_EXERCISE PROMPT_. Start with the line containing "fn ucs2(text: &str)" and write out each line through the end of the listing, exactly as given.

DATA LISTING section start

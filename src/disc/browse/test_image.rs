//! Minimal ISO 9660 image builder used by tests
//!
//! Lays out a descriptor set, one sector per directory and contiguous file
//! extents. Optional Rock Ridge `SP`/`NM` entries and a Joliet tree.

use super::reader::SECTOR_SIZE;

const SECTOR: usize = SECTOR_SIZE as usize;

/// Fixed record date: 2024-05-06 12:30:00 UTC
const RECORD_DATE: [u8; 7] = [124, 5, 6, 12, 30, 0, 0];

pub(crate) enum TestNode {
    Dir(&'static str, Vec<TestNode>),
    File(&'static str, Vec<u8>),
    HiddenFile(&'static str, Vec<u8>),
}

pub(crate) struct TestImageOptions {
    pub volume_id: &'static str,
    pub system_id: &'static str,
    pub rock_ridge: bool,
    pub joliet: bool,
}

impl Default for TestImageOptions {
    fn default() -> Self {
        Self {
            volume_id: "TEST_VOLUME",
            system_id: "LINUX",
            rock_ridge: false,
            joliet: false,
        }
    }
}

#[derive(Clone, Copy, PartialEq)]
enum NameStyle {
    Primary,
    Joliet,
}

#[derive(Clone)]
struct Placed {
    name: &'static str,
    lba: u32,
    data: Vec<u8>,
    hidden: bool,
    children: Option<Vec<Placed>>,
}

/// Build a complete image in memory
pub(crate) fn build_image(root: &[TestNode], options: &TestImageOptions) -> Vec<u8> {
    let mut next = 20u32;
    let root_lba = next;
    next += 1;
    let primary = place(root, &mut next);

    let joliet = if options.joliet {
        let lba = next;
        next += 1;
        Some((lba, relocate_dirs(&primary, &mut next)))
    } else {
        None
    };

    let mut image = vec![0u8; next as usize * SECTOR];
    write_files(&mut image, &primary);
    write_dir(&mut image, root_lba, root_lba, &primary, options.rock_ridge, NameStyle::Primary, true);

    let mut descriptor_lba = 16;
    write_sector(&mut image, descriptor_lba, &descriptor(1, options, root_lba, next));
    descriptor_lba += 1;

    if let Some((joliet_root, tree)) = &joliet {
        write_dir(&mut image, *joliet_root, *joliet_root, tree, false, NameStyle::Joliet, true);
        write_sector(&mut image, descriptor_lba, &descriptor(2, options, *joliet_root, next));
        descriptor_lba += 1;
    }

    let mut terminator = vec![0u8; SECTOR];
    terminator[0] = 255;
    terminator[1..6].copy_from_slice(b"CD001");
    terminator[6] = 1;
    write_sector(&mut image, descriptor_lba, &terminator);

    image
}

fn place(nodes: &[TestNode], next: &mut u32) -> Vec<Placed> {
    let mut placed = Vec::new();
    for node in nodes {
        match node {
            TestNode::Dir(name, children) => {
                let lba = *next;
                *next += 1;
                placed.push(Placed {
                    name: *name,
                    lba,
                    data: Vec::new(),
                    hidden: false,
                    children: Some(place(children, next)),
                });
            }
            TestNode::File(name, data) | TestNode::HiddenFile(name, data) => {
                let lba = *next;
                *next += data.len().div_ceil(SECTOR) as u32;
                placed.push(Placed {
                    name: *name,
                    lba,
                    data: data.clone(),
                    hidden: matches!(node, TestNode::HiddenFile(..)),
                    children: None,
                });
            }
        }
    }
    placed
}

fn relocate_dirs(nodes: &[Placed], next: &mut u32) -> Vec<Placed> {
    nodes
        .iter()
        .map(|node| match &node.children {
            Some(children) => {
                let lba = *next;
                *next += 1;
                Placed {
                    lba,
                    children: Some(relocate_dirs(children, next)),
                    ..node.clone()
                }
            }
            None => node.clone(),
        })
        .collect()
}

fn write_files(image: &mut [u8], nodes: &[Placed]) {
    for node in nodes {
        match &node.children {
            Some(children) => write_files(image, children),
            None => {
                let start = node.lba as usize * SECTOR;
                image[start..start + node.data.len()].copy_from_slice(&node.data);
            }
        }
    }
}

fn write_dir(
    image: &mut [u8],
    lba: u32,
    parent_lba: u32,
    children: &[Placed],
    rock_ridge: bool,
    style: NameStyle,
    is_root: bool,
) {
    let mut data = Vec::new();
    let self_use: &[u8] = if rock_ridge && is_root {
        &[b'S', b'P', 7, 1, 0xBE, 0xEF, 0]
    } else {
        &[]
    };
    data.extend(record(&[0], lba, SECTOR as u32, 0x02, self_use));
    data.extend(record(&[1], parent_lba, SECTOR as u32, 0x02, &[]));

    for child in children {
        let is_dir = child.children.is_some();
        let identifier = identifier(child.name, is_dir, style);
        let system_use = if rock_ridge { nm_entry(child.name) } else { Vec::new() };
        let (length, mut flags) = if is_dir {
            (SECTOR as u32, 0x02)
        } else {
            (child.data.len() as u32, 0x00)
        };
        if child.hidden {
            flags |= 0x01;
        }
        data.extend(record(&identifier, child.lba, length, flags, &system_use));
    }

    assert!(data.len() <= SECTOR, "test directory does not fit one sector");
    write_sector(image, lba, &data);

    for child in children {
        if let Some(grandchildren) = &child.children {
            write_dir(image, child.lba, lba, grandchildren, rock_ridge, style, false);
        }
    }
}

fn identifier(name: &str, is_dir: bool, style: NameStyle) -> Vec<u8> {
    let text = match (style, is_dir) {
        (NameStyle::Primary, true) => name.to_uppercase(),
        (NameStyle::Primary, false) => format!("{};1", name.to_uppercase()),
        (NameStyle::Joliet, true) => name.to_string(),
        (NameStyle::Joliet, false) => format!("{};1", name),
    };

    match style {
        NameStyle::Primary => text.into_bytes(),
        NameStyle::Joliet => ucs2(&text),
    }
}

fn nm_entry(name: &str) -> Vec<u8> {
    let mut entry = vec![b'N', b'M', (5 + name.len()) as u8, 1, 0];
    entry.extend_from_slice(name.as_bytes());
    entry
}

fn record(identifier: &[u8], lba: u32, length: u32, flags: u8, system_use: &[u8]) -> Vec<u8> {
    let mut r = vec![0u8; 33];
    r.extend_from_slice(identifier);
    if identifier.len() % 2 == 0 {
        r.push(0);
    }
    r.extend_from_slice(system_use);
    if r.len() % 2 == 1 {
        r.push(0);
    }

    r[0] = r.len() as u8;
    r[2..6].copy_from_slice(&lba.to_le_bytes());
    r[6..10].copy_from_slice(&lba.to_be_bytes());
    r[10..14].copy_from_slice(&length.to_le_bytes());
    r[14..18].copy_from_slice(&length.to_be_bytes());
    r[18..25].copy_from_slice(&RECORD_DATE);
    r[25] = flags;
    r[28] = 1;
    r[31] = 1;
    r[32] = identifier.len() as u8;
    r
}

fn descriptor(kind: u8, options: &TestImageOptions, root_lba: u32, blocks: u32) -> Vec<u8> {
    let mut s = vec![0u8; SECTOR];
    s[0] = kind;
    s[1..6].copy_from_slice(b"CD001");
    s[6] = 1;

    let (system_id, volume_id) = if kind == 2 {
        (padded_ucs2(options.system_id), padded_ucs2(options.volume_id))
    } else {
        (padded_ascii(options.system_id), padded_ascii(options.volume_id))
    };
    s[8..40].copy_from_slice(&system_id);
    s[40..72].copy_from_slice(&volume_id);

    s[80..84].copy_from_slice(&blocks.to_le_bytes());
    s[84..88].copy_from_slice(&blocks.to_be_bytes());
    if kind == 2 {
        s[88..91].copy_from_slice(b"%/E");
    }
    s[128..130].copy_from_slice(&(SECTOR as u16).to_le_bytes());
    s[130..132].copy_from_slice(&(SECTOR as u16).to_be_bytes());

    let root = record(&[0], root_lba, SECTOR as u32, 0x02, &[]);
    s[156..156 + root.len()].copy_from_slice(&root);
    s
}

fn write_sector(image: &mut [u8], lba: u32, data: &[u8]) {
    let start = lba as usize * SECTOR;
    image[start..start + data.len()].copy_from_slice(data);
}

fn ucs2(text: &str) -> Vec<u8> {
    text.encode_utf16().flat_map(|u| u.to_be_bytes()).collect()
}

fn padded_ascii(text: &str) -> [u8; 32] {
    let mut field = [b' '; 32];
    field[..text.len()].copy_from_slice(text.as_bytes());
    field
}

fn padded_ucs2(text: &str) -> [u8; 32] {
    let mut field = [0u8; 32];
    for pair in field.chunks_exact_mut(2) {
        pair.copy_from_slice(&[0x00, 0x20]);
    }
    let encoded = ucs2(text);
    field[..encoded.len()].copy_from_slice(&encoded);
    field
}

DATA LISTING section end

_TASK RESPONSE_.
fn ucs2(text: &str) -> Vec<u8> {
    text.encode_utf16().flat_map(|u| u.to_be_bytes()).collect()
}

fn padded_ascii(text: &str) -> [u8; 32] {
    let mut field = [b' '; 32];
    field[..text.len()].copy_from_slice(text.as_bytes());
    field
}

fn padded_ucs2(text: &str) -> [u8; 32] {
    let mut field = [0u8; 32];
    for pair in field.chunks_exact_mut(2) {
        pair.copy_from_slice(&[0x00, 0x20]);
    }
    let encoded = ucs2(text);
    field[..encoded.len()].copy_from_slice(&encoded);
    field
}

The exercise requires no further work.